In lines 01–06, Luo and Yan affiliate with each other in producing positive assessments of the boldness and versatility of the actress Zhang Ziyi. But in lines 07–12, Luo pivots his evaluative stance. He produces a qualified assessment that the actress plays particular types of characters with large internal conflicts well (l.07–08), thereby somehow disaligning with Yan’s prior assertion that ‘(she) can do any type of acting’ (l.03). In line 9, Luo makes a syntactically incomplete ‘off-record’ critical assessment of the performance of Zhang Ziyi in the specific movie that Luo and Yan recently watched. Syntactically incomplete assessments in Mandarin conversation have been documented to perform ‘off-record’ negative assessments (Li, 2016; see also Park and Kline, 2020 for a similar use in English), which can here possibly also be observed from Luo’s gaze aversion from Yan. Then, in lines 10–11, Yan asserts that the actress plays an ‘entirely’ minor role in the movie, possibly in an attempt to discard the idea that one could solidly judge the actress’ talents based on that one movie. The extreme-case formulation zhengge ‘entirely’ (Pomerantz, 1986; Whitehead, 2015) expresses Yan’s “unstated disagreement” with Luo (Pomerantz, 1984, p. 76). Immediately after Yan’s turn, Luo produces bu zhidao ‘(I) don’t know’ (l.12) followed by another negative assessment of the actress (ll. 12, 14, and 16). It is interesting that Luo averts her gaze from Yan already from line 03 on, possibly in a premonitory way to her subsequent verbally expressed disagreeing stance, which she builds up incrementally: During Yan’s turn in line 03, Luo shifts his gaze from Yan down at the mug on the table and keeps his gaze down during almost the entire sequence (Figure 1), lowering it further immediately after bu zhidao ‘(I) don’t know’ (Figure 2, l.12). So, here, Luo also seems to deploy bu zhidao ‘(I) don’t know’ (l.12) and a lack of mutual visual engagement with Yan (Figure 4) to project his disagreement with Yan’s immediately preceding assertion and the evaluative stance expressed therein (ll. 10–11).

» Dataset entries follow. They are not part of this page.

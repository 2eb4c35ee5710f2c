//! Offscreen render targets.
//!
//! Every buffer in a `RenderTargetSet` shares one extent. The set is created
//! as a whole and dropped as a whole; it is never resized in place.

use super::error::{RenderError, RenderResult};

pub const HDR_FORMAT: wgpu::TextureFormat = wgpu::TextureFormat::Rgba16Float;
pub const LDR_FORMAT: wgpu::TextureFormat = wgpu::TextureFormat::Rgba8Unorm;
pub const DEPTH_FORMAT: wgpu::TextureFormat = wgpu::TextureFormat::Depth24Plus;

/// Drawable size in physical pixels.
#[derive(Debug, Copy, Clone, Default, Eq, PartialEq, Hash)]
pub struct Extent {
    pub width: u32,
    pub height: u32,
}

impl Extent {
    pub const fn new(width: u32, height: u32) -> Self {
        Self { width, height }
    }

    pub fn is_empty(&self) -> bool {
        self.width == 0 || self.height == 0
    }

    pub fn aspect(&self) -> f32 {
        self.width.max(1) as f32 / self.height.max(1) as f32
    }

    pub fn to_wgpu(self) -> wgpu::Extent3d {
        wgpu::Extent3d {
            width: self.width,
            height: self.height,
            depth_or_array_layers: 1,
        }
    }
}

impl From<winit::dpi::PhysicalSize<u32>> for Extent {
    fn from(size: winit::dpi::PhysicalSize<u32>) -> Self {
        Self::new(size.width, size.height)
    }
}

/// Identifies one buffer of the set.
#[derive(Debug, Copy, Clone, Eq, PartialEq, Hash)]
pub enum TargetId {
    HdrColor,
    BrightColor,
    Blur0,
    Blur1,
    AaInput,
    Depth,
}

impl TargetId {
    pub const ALL: [TargetId; 6] = [
        TargetId::HdrColor,
        TargetId::BrightColor,
        TargetId::Blur0,
        TargetId::Blur1,
        TargetId::AaInput,
        TargetId::Depth,
    ];

    pub fn label(self) -> &'static str {
        match self {
            TargetId::HdrColor => "hdr color",
            TargetId::BrightColor => "bright color",
            TargetId::Blur0 => "blur 0",
            TargetId::Blur1 => "blur 1",
            TargetId::AaInput => "aa input",
            TargetId::Depth => "scene depth",
        }
    }

    pub fn format(self) -> wgpu::TextureFormat {
        match self {
            TargetId::HdrColor | TargetId::BrightColor | TargetId::Blur0 | TargetId::Blur1 => {
                HDR_FORMAT
            }
            TargetId::AaInput => LDR_FORMAT,
            TargetId::Depth => DEPTH_FORMAT,
        }
    }

    fn usage(self) -> wgpu::TextureUsages {
        match self {
            TargetId::Depth => wgpu::TextureUsages::RENDER_ATTACHMENT,
            _ => {
                wgpu::TextureUsages::RENDER_ATTACHMENT
                    | wgpu::TextureUsages::TEXTURE_BINDING
                    | wgpu::TextureUsages::COPY_SRC
            }
        }
    }

    /// Ping-pong target written by blur iteration `index % 2`.
    pub fn blur(index: usize) -> Self {
        if index % 2 == 0 {
            TargetId::Blur0
        } else {
            TargetId::Blur1
        }
    }
}

/// What `RenderTargetSet::allocate` will create for one buffer.
#[derive(Debug, Copy, Clone, Eq, PartialEq)]
pub struct TargetSpec {
    pub id: TargetId,
    pub format: wgpu::TextureFormat,
    pub usage: wgpu::TextureUsages,
    pub extent: Extent,
}

/// The full allocation plan for `extent`, in `TargetId::ALL` order.
pub fn plan(extent: Extent) -> [TargetSpec; 6] {
    TargetId::ALL.map(|id| TargetSpec {
        id,
        format: id.format(),
        usage: id.usage(),
        extent,
    })
}

/// Rejects extents the device cannot back.
pub fn check_extent(extent: Extent, max_dimension: u32) -> RenderResult<()> {
    let reason = if extent.is_empty() {
        "zero-sized extent".to_string()
    } else if extent.width > max_dimension || extent.height > max_dimension {
        format!("exceeds the device limit of {max_dimension}")
    } else {
        return Ok(());
    };

    Err(RenderError::TargetAllocation {
        label: "render target set",
        width: extent.width,
        height: extent.height,
        reason,
    })
}

/// One GPU image plus its default view.
pub struct RenderTarget {
    pub id: TargetId,
    pub texture: wgpu::Texture,
    pub view: wgpu::TextureView,
    pub extent: Extent,
}

impl RenderTarget {
    fn create(device: &wgpu::Device, spec: &TargetSpec) -> Self {
        let label = format!("aurora {}", spec.id.label());
        let texture = device.create_texture(&wgpu::TextureDescriptor {
            label: Some(&label),
            size: spec.extent.to_wgpu(),
            mip_level_count: 1,
            sample_count: 1,
            dimension: wgpu::TextureDimension::D2,
            format: spec.format,
            usage: spec.usage,
            view_formats: &[],
        });
        let view = texture.create_view(&wgpu::TextureViewDescriptor::default());
        Self {
            id: spec.id,
            texture,
            view,
            extent: spec.extent,
        }
    }

    pub fn format(&self) -> wgpu::TextureFormat {
        self.texture.format()
    }
}

/// Color attachments and depth of the multiple-render-target scene framebuffer.
#[derive(Debug, Copy, Clone, Eq, PartialEq)]
pub struct SceneFramebufferLayout {
    pub colors: [TargetId; 2],
    pub depth: TargetId,
    pub draw_buffers: u32,
}

pub const SCENE_FRAMEBUFFER: SceneFramebufferLayout = SceneFramebufferLayout {
    colors: [TargetId::HdrColor, TargetId::BrightColor],
    depth: TargetId::Depth,
    draw_buffers: 2,
};

/// All offscreen buffers of the pipeline.
pub struct RenderTargetSet {
    extent: Extent,
    hdr_color: RenderTarget,
    bright_color: RenderTarget,
    blur: [RenderTarget; 2],
    aa_input: RenderTarget,
    depth: RenderTarget,
}

impl RenderTargetSet {
    /// Creates every buffer at `extent`.
    ///
    /// The extent is validated first, so a failure leaves nothing allocated.
    pub fn allocate(device: &wgpu::Device, extent: Extent) -> RenderResult<Self> {
        check_extent(extent, device.limits().max_texture_dimension_2d)?;

        let [hdr, bright, blur0, blur1, aa, depth] = plan(extent);
        let set = Self {
            extent,
            hdr_color: RenderTarget::create(device, &hdr),
            bright_color: RenderTarget::create(device, &bright),
            blur: [
                RenderTarget::create(device, &blur0),
                RenderTarget::create(device, &blur1),
            ],
            aa_input: RenderTarget::create(device, &aa),
            depth: RenderTarget::create(device, &depth),
        };

        log::info!("allocated render targets at {}x{}", extent.width, extent.height);
        Ok(set)
    }

    /// Frees the GPU memory now instead of waiting for the last handle to drop.
    pub fn release(self) {
        let extent = self.extent;
        for target in self.iter() {
            target.texture.destroy();
        }
        log::debug!("released render targets at {}x{}", extent.width, extent.height);
    }

    pub fn extent(&self) -> Extent {
        self.extent
    }

    pub fn get(&self, id: TargetId) -> &RenderTarget {
        match id {
            TargetId::HdrColor => &self.hdr_color,
            TargetId::BrightColor => &self.bright_color,
            TargetId::Blur0 => &self.blur[0],
            TargetId::Blur1 => &self.blur[1],
            TargetId::AaInput => &self.aa_input,
            TargetId::Depth => &self.depth,
        }
    }

    pub fn iter(&self) -> impl Iterator<Item = &RenderTarget> {
        TargetId::ALL.into_iter().map(|id| self.get(id))
    }

    pub fn scene_framebuffer(&self) -> SceneFramebufferLayout {
        SCENE_FRAMEBUFFER
    }
}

In this section, we expanded our prior observations documenting that the focal assembly of gaze aversion plus IDK in turn-initial position represents a practice that can be found not only with the prototypical adjacency pair of the type question-answer, but also in a range of other action contexts, such as responses to proposals, assessments and informing – specifically informing that convey the speaker’s stance. The practice is hence deployed in locally functional ways across a range of sequence types. The excerpts cited have also shed further light on the trajectories of recipients’ gaze respective to the prior speaker and their own verbal conduct. They confirmed the consistent (re)turning of recipients gaze to the prior speaker toward the end of the responsive turn – even when participants are involved in multiactivity, such as playing a puzzle (ex. 10). The excerpts also showed that recipients’ gaze aversion from prior speakers typically occurs in the transition space or simultaneously with the response onset; only rarely does it occur during the preceding speaker’s turn, but in any case after the recognition point of the prior action, and hence of the conditionally relevant next action. The onset of such gaze conduct has practical interactional import: For instance, when it precedes the end of the sequence initial turn (ex. 10), it may be a way for respondents to project a dispreferred response in a premonitory way while circumventing overlap; when it occurs in the transition space while the recipient is unable to speak (e.g., while eating, ex. 8), it may be a way to warrant early projection of aspects of the incipient responsive action. In this sense, respondents can be seen to minutely assemble, on-line, their gaze conduct and their vocal conduct in locally functional ways for all practical purposes.

Discussion and Conclusion

In this paper we examined how an assembly of verbal and embodied conduct is related to one of the basic organizational principles of social interaction: preference organization. We documented a recurrent bimodal practice in which speakers deploy IDK in combination with gaze aversion in turn-initial position to project an incipient dispreferred response: Through this practice, speakers retroactively display resistance to the constraints set by and/or disagreement with the stance conveyed by the immediately preceding action, and prospectively project a dispreferred response. We showed that this practice occurs across a diverse set of languages and a variety of sequence types. The findings call for further detailing based on a more extensive collections for some of the languages (namely: Romanian), and comparison across a larger set of languages, and specifically of culturally more diverse participant groups: Despite the diverse language (sub-)families represented in this study, all of our data stem from post-industrial societies. With these limitations in mind, we spell out, in the following paragraphs, some implications of our findings.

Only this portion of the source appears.